Saturday, March 3, 2007

BUG-KILL PHILOSOPHY: Director’s Cut (with 324 additional words never before seen!) — by Steve Nadis

AUTHOR’S NOTE: The original version of this piece, which was posted here sometime last year, was “perfect,” according to a friend who not only happens to be a tough critic, he’s also a writer, editor, and publisher. So with that in mind, the temptation was too great to just leave well enough alone. No, I had to go in and try to muck it up. Herewith are my efforts in that regard:

I live in an intellectual town: Beneath every rock, as the saying goes, you’ll find an aspiring novelist, philosopher, or poet crawling around. When I ask a salesperson about futons, somehow the conversation invariably comes around to Proust. The gardeners I meet tend to be frustrated writers, though none more frustrated than me. Our main contractor is an artist, bumper-sticker maker, and political pamphleter, who just does carpentry on the side. Even my drain-cleaning guy dispenses life lessons as handily as he wields a snake. “We could learn a lot from tree roots,” he tells me as he reams the insides of our drain pipe. “Like John Paul Jones [or Rocky Balboa, for that matter], they never give up. If there’s an opening, or a weak point, they find it. If not, they keep poking around until they create one.”

No one looks forward to having bed bugs. For my money, it’s the best cure for sleep yet devised. Nevertheless, when we came down with this affliction last year, when it was all the rage, I thought that this time I was finally going to get the straight dope–as in firebombing our home with an arsenal of deadly toxins–rather than yet more discourse on the latest epistemological quandary. The first professional I discussed the matter with came straight to the point, asking me where my tenants were from. When I said Peru, which was the case at the time, he said: “Oh boy, have you ever got ‘em! So here’s what we can do for you…” He laid out the full battle plan, starting with his brand of “shock and awe” and proceeding to the occupation and nation-building phases.

“Don’t you want to look first, just to be sure?” I asked.

“What’s the point?” he replied. “These critters are hard to see. And in the end, we’re still going to do the same thing. So why not save some time and money?

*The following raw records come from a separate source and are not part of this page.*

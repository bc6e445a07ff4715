//! Shade Configuration
//!
//! Shared configuration for the Shade wallet tools.
//!
//! Handles loading configuration from:
//! 1. SHADE_CONFIG env var (explicit path)
//! 2. ./config.toml (current directory)
//! 3. ~/.shade/config.toml (user home)
//!
//! Environment variables take precedence over TOML config.

use anyhow::{Context, Result};
use serde::{Deserialize, Serialize};
use std::path::{Path, PathBuf};
use std::{env, fs};

const CONFIG_FILE_NAME: &str = "config.toml";
const CONFIG_DIR_NAME: &str = ".shade";

// ============================================================================
// Default Constants
// ============================================================================

const DEFAULT_STORE_PATH: &str = "./shade-notes.json";
const DEFAULT_NAMESPACE: &str = "shade";
const DEFAULT_CIRCUITS_DIR: &str = "./circuits";
const DEFAULT_DECIMALS: u32 = 18;

// Argon2 defaults (argon2::Params::DEFAULT_*)
const DEFAULT_KDF_MEMORY_KIB: u32 = 19 * 1024;
const DEFAULT_KDF_ITERATIONS: u32 = 2;
const DEFAULT_KDF_PARALLELISM: u32 = 1;

// ============================================================================
// Config Structs
// ============================================================================

/// Root configuration structure (matches TOML layout)
#[derive(Debug, Clone, Default, PartialEq, Serialize, Deserialize)]
pub struct ShadeConfig {
    #[serde(default)]
    pub storage: StorageConfig,
    #[serde(default)]
    pub prover: ProverConfig,
    #[serde(default)]
    pub kdf: KdfConfig,
    #[serde(default)]
    pub wallet: WalletConfig,
}

/// Which storage backend holds the encrypted notes
#[derive(Debug, Clone, Copy, Default, PartialEq, Eq, Serialize, Deserialize)]
#[serde(rename_all = "lowercase")]
pub enum StoreBackend {
    #[default]
    File,
    Memory,
    Rocksdb,
}

impl std::str::FromStr for StoreBackend {
    type Err = anyhow::Error;

    fn from_str(s: &str) -> Result<Self> {
        match s.to_ascii_lowercase().as_str() {
            "file" => Ok(StoreBackend::File),
            "memory" => Ok(StoreBackend::Memory),
            "rocksdb" => Ok(StoreBackend::Rocksdb),
            other => anyhow::bail!("unknown storage backend: {}", other),
        }
    }
}

/// Note storage configuration
#[derive(Debug, Clone, PartialEq, Serialize, Deserialize)]
pub struct StorageConfig {
    #[serde(default)]
    pub backend: StoreBackend,
    #[serde(default = "default_store_path")]
    pub path: String,
    #[serde(default = "default_namespace")]
    pub namespace: String,
    /// Fail on corrupted storage instead of recovering to an empty wallet
    #[serde(default)]
    pub strict: bool,
}

impl Default for StorageConfig {
    fn default() -> Self {
        Self {
            backend: StoreBackend::File,
            path: DEFAULT_STORE_PATH.into(),
            namespace: DEFAULT_NAMESPACE.into(),
            strict: false,
        }
    }
}

fn default_store_path() -> String {
    DEFAULT_STORE_PATH.into()
}
fn default_namespace() -> String {
    DEFAULT_NAMESPACE.into()
}

/// Proving backend selection
#[derive(Debug, Clone, Copy, Default, PartialEq, Eq, Serialize, Deserialize)]
#[serde(rename_all = "lowercase")]
pub enum ProverMode {
    #[default]
    Mock,
    Nargo,
}

/// Prover configuration
#[derive(Debug, Clone, PartialEq, Serialize, Deserialize)]
pub struct ProverConfig {
    #[serde(default)]
    pub mode: ProverMode,
    /// Directory holding `<type>.json` circuit artifacts
    #[serde(default)]
    pub artifact_dir: Option<String>,
    /// Base URL serving `<type>.json` circuit artifacts
    #[serde(default)]
    pub artifact_url: Option<String>,
    /// Noir project root with one sub-directory per circuit
    #[serde(default = "default_circuits_dir")]
    pub circuits_dir: String,
}

impl Default for ProverConfig {
    fn default() -> Self {
        Self {
            mode: ProverMode::Mock,
            artifact_dir: None,
            artifact_url: None,
            circuits_dir: DEFAULT_CIRCUITS_DIR.into(),
        }
    }
}

fn default_circuits_dir() -> String {
    DEFAULT_CIRCUITS_DIR.into()
}

/// Argon2id cost for new PIN records
#[derive(Debug, Clone, PartialEq, Eq, Serialize, Deserialize)]
pub struct KdfConfig {
    #[serde(default = "default_kdf_memory")]
    pub memory_kib: u32,
    #[serde(default = "default_kdf_iterations")]
    pub iterations: u32,
    #[serde(default = "default_kdf_parallelism")]
    pub parallelism: u32,
}

impl Default for KdfConfig {
    fn default() -> Self {
        Self {
            memory_kib: DEFAULT_KDF_MEMORY_KIB,
            iterations: DEFAULT_KDF_ITERATIONS,
            parallelism: DEFAULT_KDF_PARALLELISM,
        }
    }
}

fn default_kdf_memory() -> u32 {
    DEFAULT_KDF_MEMORY_KIB
}
fn default_kdf_iterations() -> u32 {
    DEFAULT_KDF_ITERATIONS
}
fn default_kdf_parallelism() -> u32 {
    DEFAULT_KDF_PARALLELISM
}

/// Wallet configuration
#[derive(Debug, Clone, PartialEq, Serialize, Deserialize)]
pub struct WalletConfig {
    /// Public address used as the owner of shielded notes
    #[serde(default)]
    pub address: Option<String>,
    #[serde(default = "default_decimals")]
    pub decimals: u32,
}

impl Default for WalletConfig {
    fn default() -> Self {
        Self {
            address: None,
            decimals: DEFAULT_DECIMALS,
        }
    }
}

fn default_decimals() -> u32 {
    DEFAULT_DECIMALS
}

// ============================================================================
// Environment Variable Helpers
// ============================================================================

/// Source of environment values; the process environment outside tests
type EnvLookup<'a> = &'a dyn Fn(&str) -> Option<String>;

fn process_env(key: &str) -> Option<String> {
    env::var(key).ok()
}

/// Set field from env var if present
fn env_string(env: EnvLookup, key: &str, field: &mut String) {
    if let Some(v) = env(key) {
        *field = v;
    }
}

/// Set Option<String> from env var if present
fn env_option_string(env: EnvLookup, key: &str, field: &mut Option<String>) {
    if let Some(v) = env(key) {
        *field = Some(v);
    }
}

/// Set field from env var if present and parseable
fn env_parse<T: std::str::FromStr>(env: EnvLookup, key: &str, field: &mut T) {
    if let Some(v) = env(key) {
        match v.parse() {
            Ok(parsed) => *field = parsed,
            Err(_) => log::warn!("Ignoring unparseable {}={}", key, v),
        }
    }
}

/// Check if env var is set to a truthy value ("1" or "true")
fn env_bool(env: EnvLookup, key: &str) -> Option<bool> {
    env(key).map(|v| v == "1" || v.eq_ignore_ascii_case("true"))
}

// ============================================================================
// Implementation
// ============================================================================

impl ShadeConfig {
    /// Load configuration from config file with env var overrides
    pub fn load() -> Result<Self> {
        let mut config = match Self::find_config_file() {
            Some(path) => {
                log::info!("Loading config from: {}", path.display());
                Self::parse_file(&path)?
            }
            None => {
                log::info!("No config file found, using defaults and environment variables");
                Self::default()
            }
        };

        config.apply_env_overrides();
        Ok(config)
    }

    /// Load configuration from a specific file path
    pub fn load_from(path: &Path) -> Result<Self> {
        let mut config = Self::parse_file(path)?;
        config.apply_env_overrides();
        Ok(config)
    }

    fn parse_file(path: &Path) -> Result<Self> {
        let contents = fs::read_to_string(path)
            .with_context(|| format!("Failed to read config file: {}", path.display()))?;
        toml::from_str(&contents)
            .with_context(|| format!("Failed to parse config file: {}", path.display()))
    }

    /// Find the config file path
    fn find_config_file() -> Option<PathBuf> {
        // 1. Check SHADE_CONFIG env var
        if let Ok(path) = env::var("SHADE_CONFIG") {
            let path = PathBuf::from(path);
            if path.exists() {
                return Some(path);
            }
            log::warn!("SHADE_CONFIG points to missing file: {}", path.display());
        }

        // 2. Check ./config.toml (current directory)
        let local_path = PathBuf::from(CONFIG_FILE_NAME);
        if local_path.exists() {
            return Some(local_path);
        }

        // 3. Check ~/.shade/config.toml
        Self::default_config_path().filter(|p| p.exists())
    }

    /// Apply environment variable overrides
    pub fn apply_env_overrides(&mut self) {
        self.apply_overrides_from(&process_env);
    }

    fn apply_overrides_from(&mut self, env: EnvLookup) {
        // Storage
        env_string(env, "SHADE_STORE_PATH", &mut self.storage.path);
        env_parse(env, "SHADE_STORE_BACKEND", &mut self.storage.backend);
        env_string(env, "SHADE_NAMESPACE", &mut self.storage.namespace);
        if let Some(v) = env_bool(env, "SHADE_STRICT_STORAGE") {
            self.storage.strict = v;
        }

        // Prover
        if let Some(v) = env("SHADE_PROVER_MODE") {
            self.prover.mode = match v.to_ascii_lowercase().as_str() {
                "nargo" | "noir" => ProverMode::Nargo,
                _ => ProverMode::Mock,
            };
        }
        env_option_string(env, "SHADE_ARTIFACT_DIR", &mut self.prover.artifact_dir);
        env_option_string(env, "SHADE_ARTIFACT_URL", &mut self.prover.artifact_url);
        env_string(env, "SHADE_CIRCUITS_DIR", &mut self.prover.circuits_dir);

        // Wallet
        env_option_string(env, "SHADE_ADDRESS", &mut self.wallet.address);
        env_parse(env, "SHADE_DECIMALS", &mut self.wallet.decimals);
    }

    /// Get the default config file path
    pub fn default_config_path() -> Option<PathBuf> {
        dirs::home_dir().map(|h| h.join(CONFIG_DIR_NAME).join(CONFIG_FILE_NAME))
    }

    /// Generate a sample config file
    pub fn generate_sample() -> String {
        let mut sample = Self::default();
        sample.wallet.address = Some("0xabc123".into());
        sample.prover.artifact_dir = Some("./circuits/artifacts".into());
        toml::to_string_pretty(&sample).unwrap_or_default()
    }
}

// ============================================================================
// Tests
// ============================================================================

#[cfg(test)]
mod tests {
    use super::*;
    use std::collections::HashMap;

    fn overrides(pairs: &[(&str, &str)]) -> ShadeConfig {
        let vars: HashMap<String, String> = pairs
            .iter()
            .map(|(k, v)| (k.to_string(), v.to_string()))
            .collect();
        let mut config = ShadeConfig::default();
        config.apply_overrides_from(&|key: &str| vars.get(key).cloned());
        config
    }

    #[test]
    fn test_default_config() {
        let config = ShadeConfig::default();
        assert_eq!(config.storage.path, DEFAULT_STORE_PATH);
        assert_eq!(config.storage.backend, StoreBackend::File);
        assert_eq!(config.prover.mode, ProverMode::Mock);
        assert_eq!(config.wallet.decimals, 18);
        assert!(!config.storage.strict);
    }

    #[test]
    fn test_generate_sample() {
        let sample = ShadeConfig::generate_sample();
        assert!(sample.contains("[storage]"));
        assert!(sample.contains("[prover]"));
        assert!(sample.contains("[kdf]"));
        assert!(sample.contains("[wallet]"));
    }

    #[test]
    fn test_parse_sample() {
        let sample = ShadeConfig::generate_sample();
        let parsed: ShadeConfig = toml::from_str(&sample).unwrap();
        assert_eq!(parsed.wallet.address.as_deref(), Some("0xabc123"));
        assert_eq!(parsed.kdf, KdfConfig::default());
    }

    #[test]
    fn test_partial_file_uses_defaults() {
        let parsed: ShadeConfig = toml::from_str(
            r#"
            [storage]
            backend = "rocksdb"
            path = "/var/lib/shade"

            [prover]
            mode = "nargo"
            "#,
        )
        .unwrap();

        assert_eq!(parsed.storage.backend, StoreBackend::Rocksdb);
        assert_eq!(parsed.storage.namespace, DEFAULT_NAMESPACE);
        assert_eq!(parsed.prover.mode, ProverMode::Nargo);
        assert_eq!(parsed.prover.circuits_dir, DEFAULT_CIRCUITS_DIR);
        assert_eq!(parsed.wallet, WalletConfig::default());
    }

    #[test]
    fn test_env_overrides() {
        let config = overrides(&[
            ("SHADE_STORE_PATH", "/tmp/notes.json"),
            ("SHADE_STORE_BACKEND", "memory"),
            ("SHADE_STRICT_STORAGE", "true"),
            ("SHADE_PROVER_MODE", "noir"),
            ("SHADE_ARTIFACT_URL", "https://cdn.example.org/circuits"),
            ("SHADE_DECIMALS", "6"),
        ]);

        assert_eq!(config.storage.path, "/tmp/notes.json");
        assert_eq!(config.storage.backend, StoreBackend::Memory);
        assert!(config.storage.strict);
        assert_eq!(config.prover.mode, ProverMode::Nargo);
        assert_eq!(
            config.prover.artifact_url.as_deref(),
            Some("https://cdn.example.org/circuits")
        );
        assert_eq!(config.wallet.decimals, 6);
    }

    #[test]
    fn test_bad_env_values_ignored() {
        let config = overrides(&[("SHADE_DECIMALS", "many"), ("SHADE_STORE_BACKEND", "s3")]);
        assert_eq!(config.wallet.decimals, DEFAULT_DECIMALS);
        assert_eq!(config.storage.backend, StoreBackend::File);
    }

    #[test]
    fn test_load_from_file() {
        let dir = tempfile::tempdir().unwrap();
        let path = dir.path().join("config.toml");
        fs::write(&path, "[wallet]\naddress = \"0xdead\"\n").unwrap();

        let config = ShadeConfig::load_from(&path).unwrap();
        assert_eq!(config.wallet.address.as_deref(), Some("0xdead"));

        assert!(ShadeConfig::load_from(&dir.path().join("missing.toml")).is_err());
    }
}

Though his argument made perfect sense, I sought a second opinion to be safe. After some digging, I found the “exterminator of the stars”–a man reportedly with “Cambridge ties,” though the way he put it made it sound like “mob ties.” The Harvard School of Public Health may have written the book on bed bugs, but when they have bug infestation problems, who they gonna’ call? This bugbuster, that’s who. I called him too. He promised to “get to the root of my problem.”

A few days later, he arrived at my doorstep with a notebook in hand. On our tour of the premises, he looked under beds, mattresses, pillows, and linen, chuckling to himself as he took notes. Finally we arrived in the master bedroom. After a cursory glance, he asked,

“Does your wife sleep on this side of the bed?”

“Yeah,” I admitted. “Why do you ask?”

“Men always sleep by the door,” he said. “It’s been that way since the Stone Age. Women and children slept in back of the cave, while men guarded the entrance.”

“Fine,” I said,” but what does this have to do with bed bugs?”

He looked at me incredulously, as if bed bugs were the farthest thing from his mind. “I have no idea what’s making you itch, but I promise you it’s not bed bugs.” My problems were deeper, he added. Much deeper. Although my girls were still young, he warned me what I’d be facing a decade from now. “The way I see it, all your troubles have to do with men,” he explained. “You’ll have three women, all of them menstruating. Plus your wife will be dealing with menopause. Then you’ll have your own mental health to deal with. So eventually, all your women problems will actually revolve around men, at which point you won’t be worrying about bugs at all.”

And then, 50 minutes after his arrival, our session was over as quickly as it began, with the bug situation apparently solved. I wrote out the check for $125, suggesting that perhaps we’d do the next “inspection” while I lay down on the couch. The way I see it, we all could use a good “debugging” every now and then.